This document contains the following sections:

Getting started - Background and what you should download before starting
Quest basics - Submitting a job, basic commands, and other programming tools
Metagenomics pipeline - Steps and programs needed to turn raw data into assembled genomes
Other analyses - More things to do besides assembling genomes
Helpful tips for navigating Quest - More advanced tips for navigating and using Quest
Resources - Resources for learning more about metagenomics and programming


Getting started

Metagenomics is a tool for the analysis of microbiological samples of natural and engineered environments. It is a popular tool in the biotechnology and wastewater fields as it can be used to capture the diversity of a microbial community, detect unculturable microbes, and provide information on functional genes and metabolic pathways. The usefulness of metagenomics is dependent on turning raw sequence data into usable sequences and assemblies, which requires considerable memory and computational power. Although it is possible to run metagenomics programs on your own computer, it is easier and faster to use a high performance computing cluster like Northwestern's Quest or a service like KBase. This guide and collection of code primarily uses Quest to perform metagenomic analysis, although the code can certainly adapted for use on other high performance computing clusters or other computers. Many of these programs are also available as modules on KBase, which is a GUI-based system.

Quest

To get started with Quest, you need to request access to allocations by completing a form. As of July 2020, you can go to the main Quest homepage and fill out the "Join an existing allocation" form under the "Apply, Renew, or Join an Allocation" link. You should do this before starting anything else in this guide, as this can take a few days to get approved.

The Wells group uses the following allocations:

  • b1052: This is the Wells group Quest allocation and is a good place to store sequence data and project files. We have 4000 GB in this allocation. George Wells ([email protected]) is the allocation manager.
  • b1042: This is the Genomics allocation, which is supported through the Feinberg School of Medicine. This is a good place to temporarily store working files when you submit jobs. This should not be relied on for long term storage. Janna Nugent ([email protected]) is the allocation manager.

You will also be assigned your own allocation, which has 80 GB of storage and is good for storing scripts and programs.

You should plan on attending an introduction to Quest workshop and reviewing the Quest user guide. There is also a separate orientation for the Genomics cluster, which you should be invited to after requesting access to the b1042 allocation. These orientations will provide information on the basics of Quest and how it works, writing and submitting jobs, and basic troubleshooting. You can also request individual consultations with Research Computing Services to learn more and talk through specific questions or issues. Northwestern IT has also put together a Quest workshop video here.

Other programs

Once you submit the join allocation request, you should also download a few programs to help you along the way. The most important programs are related to file management, text editing, and programming.

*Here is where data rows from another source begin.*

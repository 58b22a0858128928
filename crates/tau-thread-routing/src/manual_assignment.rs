//! Operator-facing records for messages no strategy could place.

use std::sync::Arc;

use chrono::{DateTime, Utc};
use serde::{Deserialize, Serialize};

use crate::clock::{mint_routing_id, RoutingClock};
use crate::decision_log::DecisionLog;
use crate::orchestrator::attach_message_to_thread;
use crate::routing_contract::{
    validate_normalized_message, NormalizedMessage, RoutingDecision, RoutingMethod, RoutingResult,
};
use crate::routing_error::{RoutingEngineResult, ThreadRoutingError};
use crate::routing_store::{ThreadStore, UnassignedMessageStore};

pub const UNASSIGNED_MESSAGE_ID_PREFIX: &str = "unassigned";
const MANUAL_ASSIGNMENT_CONFIDENCE: f64 = 1.0;

#[derive(Debug, Clone, Copy, Serialize, Deserialize, PartialEq, Eq, Hash)]
#[serde(rename_all = "snake_case")]
pub enum UnassignedStatus {
    Pending,
    Assigned,
}

impl UnassignedStatus {
    pub fn as_str(self) -> &'static str {
        match self {
            Self::Pending => "pending",
            Self::Assigned => "assigned",
        }
    }
}

#[derive(Debug, Clone, Serialize, Deserialize, PartialEq)]
#[serde(rename_all = "camelCase")]
pub struct UnassignedMessage {
    pub id: String,
    pub message: NormalizedMessage,
    pub organization_id: String,
    pub reason: String,
    pub status: UnassignedStatus,
    pub created_at: DateTime<Utc>,
    #[serde(default, skip_serializing_if = "Option::is_none")]
    pub assigned_thread_id: Option<String>,
    #[serde(default, skip_serializing_if = "Option::is_none")]
    pub assigned_by: Option<String>,
    #[serde(default, skip_serializing_if = "Option::is_none")]
    pub assigned_at: Option<DateTime<Utc>>,
}

/// Creates, lists, and resolves [`UnassignedMessage`] records.
#[derive(Clone)]
pub struct ManualAssignmentDesk {
    unassigned: Arc<dyn UnassignedMessageStore>,
    threads: Arc<dyn ThreadStore>,
    decisions: DecisionLog,
    clock: Arc<dyn RoutingClock>,
}

impl ManualAssignmentDesk {
    pub fn new(
        unassigned: Arc<dyn UnassignedMessageStore>,
        threads: Arc<dyn ThreadStore>,
        decisions: DecisionLog,
        clock: Arc<dyn RoutingClock>,
    ) -> Self {
        Self {
            unassigned,
            threads,
            decisions,
            clock,
        }
    }

    /// Parks `message` for an operator and returns the record id.
    pub async fn create_unassigned_message(
        &self,
        message: &NormalizedMessage,
        organization_id: &str,
        reason: &str,
    ) -> RoutingEngineResult<String> {
        validate_normalized_message(message)?;
        if organization_id.trim().is_empty() {
            return Err(ThreadRoutingError::InvalidOrganization(
                organization_id.to_string(),
            ));
        }
        let now = self.clock.now();
        let record = UnassignedMessage {
            id: mint_routing_id(UNASSIGNED_MESSAGE_ID_PREFIX, now),
            message: message.clone(),
            organization_id: organization_id.trim().to_string(),
            reason: reason.to_string(),
            status: UnassignedStatus::Pending,
            created_at: now,
            assigned_thread_id: None,
            assigned_by: None,
            assigned_at: None,
        };
        let id = record.id.clone();
        self.unassigned.insert_unassigned(record).await?;
        tracing::info!(
            unassigned_id = %id,
            message_id = %message.id,
            organization_id,
            reason,
            "message parked for manual assignment"
        );
        Ok(id)
    }

    /// Attaches a parked message to `thread_id` and records a manual decision.
    #[tracing::instrument(name = "tau_thread_routing.manual.assign", skip(self))]
    pub async fn assign_unassigned_message(
        &self,
        pending_id: &str,
        thread_id: &str,
        assigned_by: Option<&str>,
    ) -> RoutingEngineResult<UnassignedMessage> {
        let mut record = self
            .unassigned
            .get_unassigned(pending_id)
            .await?
            .ok_or_else(|| ThreadRoutingError::UnassignedMessageNotFound(pending_id.to_string()))?;
        if record.status != UnassignedStatus::Pending {
            return Err(ThreadRoutingError::AlreadyAssigned {
                id: record.id,
                thread_id: record.assigned_thread_id.unwrap_or_default(),
            });
        }
        let thread = self
            .threads
            .get_thread(thread_id)
            .await?
            .ok_or_else(|| ThreadRoutingError::ThreadNotFound(thread_id.to_string()))?;
        if thread.organization_id != record.organization_id {
            return Err(ThreadRoutingError::ThreadNotFound(thread_id.to_string()));
        }

        let now = self.clock.now();
        attach_message_to_thread(self.threads.as_ref(), &thread.id, &record.message, now).await?;
        record.status = UnassignedStatus::Assigned;
        record.assigned_thread_id = Some(thread.id.clone());
        record.assigned_by = assigned_by.map(str::to_string);
        record.assigned_at = Some(now);
        self.unassigned.update_unassigned(record.clone()).await?;

        let reason = match assigned_by {
            Some(operator) => format!("manually assigned by {operator}"),
            None => "manually assigned".to_string(),
        };
        let result = RoutingResult::new(
            thread.id.clone(),
            MANUAL_ASSIGNMENT_CONFIDENCE,
            RoutingMethod::Manual,
            reason,
        );
        self.decisions
            .record(RoutingDecision::resolved(
                &record.message,
                &record.organization_id,
                &result,
                now,
            ))
            .await;
        tracing::info!(
            unassigned_id = %record.id,
            thread_id = %thread.id,
            "unassigned message assigned"
        );
        Ok(record)
    }

    /// Pending records of the organization, oldest first.
    pub async fn list_unassigned_messages(
        &self,
        organization_id: &str,
    ) -> RoutingEngineResult<Vec<UnassignedMessage>> {
        Ok(self
            .unassigned
            .list_unassigned(organization_id)
            .await?
            .into_iter()
            .filter(|record| record.status == UnassignedStatus::Pending)
            .collect())
    }
}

File management: Rather than navigating files on Quest allocations through command line, you can access them using a normal GUI-based file system. Cyberduck is a free program that connects directly to Quest allocation storage. You can move files directly between your computer to Quest using Cyberduck. You can also access Quest files using an online service called Globus. I personally prefer using Cyberduck because it navigates exactly like my computer file explorer, but you may prefer Globus over Cyberduck. You can also access files on Box through Quest, which is detailed later in this tutorial.

Text editing: To write and edit scripts and job submissions, you will need to use some kind of text editor. You can use a basic text editing software like Text Edit on Mac or Notepad on Windows for this purpose. You can also use the nano command in Quest to edit text-based files directly. However, there are a lot of text editing programs that are specifically designed for writing code and provide helpful features like color coding, recalling variable names, GitHub integration, and recognizing programming languages. I use Atom, but there are many options available. If you use other programming languages with IDEs like RStudio or Jupyter Lab, you may also be able to write job submission scripts in these programs as well.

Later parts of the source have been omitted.